▸ **Task description**:
Each entry must be written out again exactly as it stands.

===== Data extract

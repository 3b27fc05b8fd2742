use serde::{Deserialize, Serialize};
use std::fmt;

use crate::error::FulfillmentError;

/// Order status as persisted on the order record
#[derive(Debug, Clone, Copy, PartialEq, Eq, Hash, Serialize, Deserialize)]
#[serde(rename_all = "snake_case")]
pub enum OrderStatus {
    /// Initial state; the fulfillment run owns the order
    Processing,
    /// Every part was packaged and delivered
    Completed,
    /// Reconciliation, export, packaging or delivery failed; a refund was requested
    Failed,
    /// Add-on columns requested; staff deliver the data manually
    PendingDelivery,
}

impl OrderStatus {
    /// Check if this is a terminal state (no further transitions allowed)
    pub fn is_terminal(&self) -> bool {
        !matches!(self, Self::Processing)
    }

    /// Transitions only ever leave `processing`
    pub fn can_transition_to(&self, target: OrderStatus) -> bool {
        matches!(self, Self::Processing) && target.is_terminal()
    }

    pub fn as_str(&self) -> &'static str {
        match self {
            Self::Processing => "processing",
            Self::Completed => "completed",
            Self::Failed => "failed",
            Self::PendingDelivery => "pending_delivery",
        }
    }
}

impl fmt::Display for OrderStatus {
    fn fmt(&self, f: &mut fmt::Formatter<'_>) -> fmt::Result {
        f.write_str(self.as_str())
    }
}

impl std::str::FromStr for OrderStatus {
    type Err = FulfillmentError;

    fn from_str(s: &str) -> Result<Self, Self::Err> {
        match s {
            "processing" => Ok(Self::Processing),
            "completed" => Ok(Self::Completed),
            "failed" => Ok(Self::Failed),
            "pending_delivery" => Ok(Self::PendingDelivery),
            _ => Err(FulfillmentError::Validation(format!(
                "Invalid order status: {s}"
            ))),
        }
    }
}

impl TryFrom<String> for OrderStatus {
    type Error = FulfillmentError;

    fn try_from(value: String) -> Result<Self, Self::Error> {
        value.parse()
    }
}

/// Default state for new orders
impl Default for OrderStatus {
    fn default() -> Self {
        Self::Processing
    }
}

==========

▸ **Written answer**:
repository 3b27fc05b8fd2742
use serde::{Deserialize, Serialize};
use std::fmt;

use crate::error::FulfillmentError;

/// Order status as persisted on the order record
#[derive(Debug, Clone, Copy, PartialEq, Eq, Hash, Serialize, Deserialize)]
#[serde(rename_all = "snake_case")]
pub enum OrderStatus {
    /// Initial state; the fulfillment run owns the order
    Processing,
    /// Every part was packaged and delivered
    Completed,
    /// Reconciliation, export, packaging or delivery failed; a refund was requested
    Failed,
    /// Add-on columns requested; staff deliver the data manually
    PendingDelivery,
}

impl OrderStatus {
    /// Check if this is a terminal state (no further transitions allowed)
    pub fn is_terminal(&self) -> bool {
        !matches!(self, Self::Processing)
    }

    /// Transitions only ever leave `processing`
    pub fn can_transition_to(&self, target: OrderStatus) -> bool {
        matches!(self, Self::Processing) && target.is_terminal()
    }

    pub fn as_str(&self) -> &'static str {
        match self {
            Self::Processing => "processing",
            Self::Completed => "completed",
            Self::Failed => "failed",
            Self::PendingDelivery => "pending_delivery",
        }
    }
}

impl fmt::Display for OrderStatus {
    fn fmt(&self, f: &mut fmt::Formatter<'_>) -> fmt::Result {
        f.write_str(self.as_str())
    }
}

impl std::str::FromStr for OrderStatus {
    type Err = FulfillmentError;

    fn from_str(s: &str) -> Result<Self, Self::Err> {
        match s {
            "processing" => Ok(Self::Processing),
            "completed" => Ok(Self::Completed),
            "failed" => Ok(Self::Failed),
            "pending_delivery" => Ok(Self::PendingDelivery),
            _ => Err(FulfillmentError::Validation(format!(
                "Invalid order status: {s}"
            ))),
        }
    }
}

impl TryFrom<String> for OrderStatus {
    type Error = FulfillmentError;

    fn try_from(value: String) -> Result<Self, Self::Error> {
        value.parse()
    }
}

/// Default state for new orders
impl Default for OrderStatus {
    fn default() -> Self {
        Self::Processing
    }
}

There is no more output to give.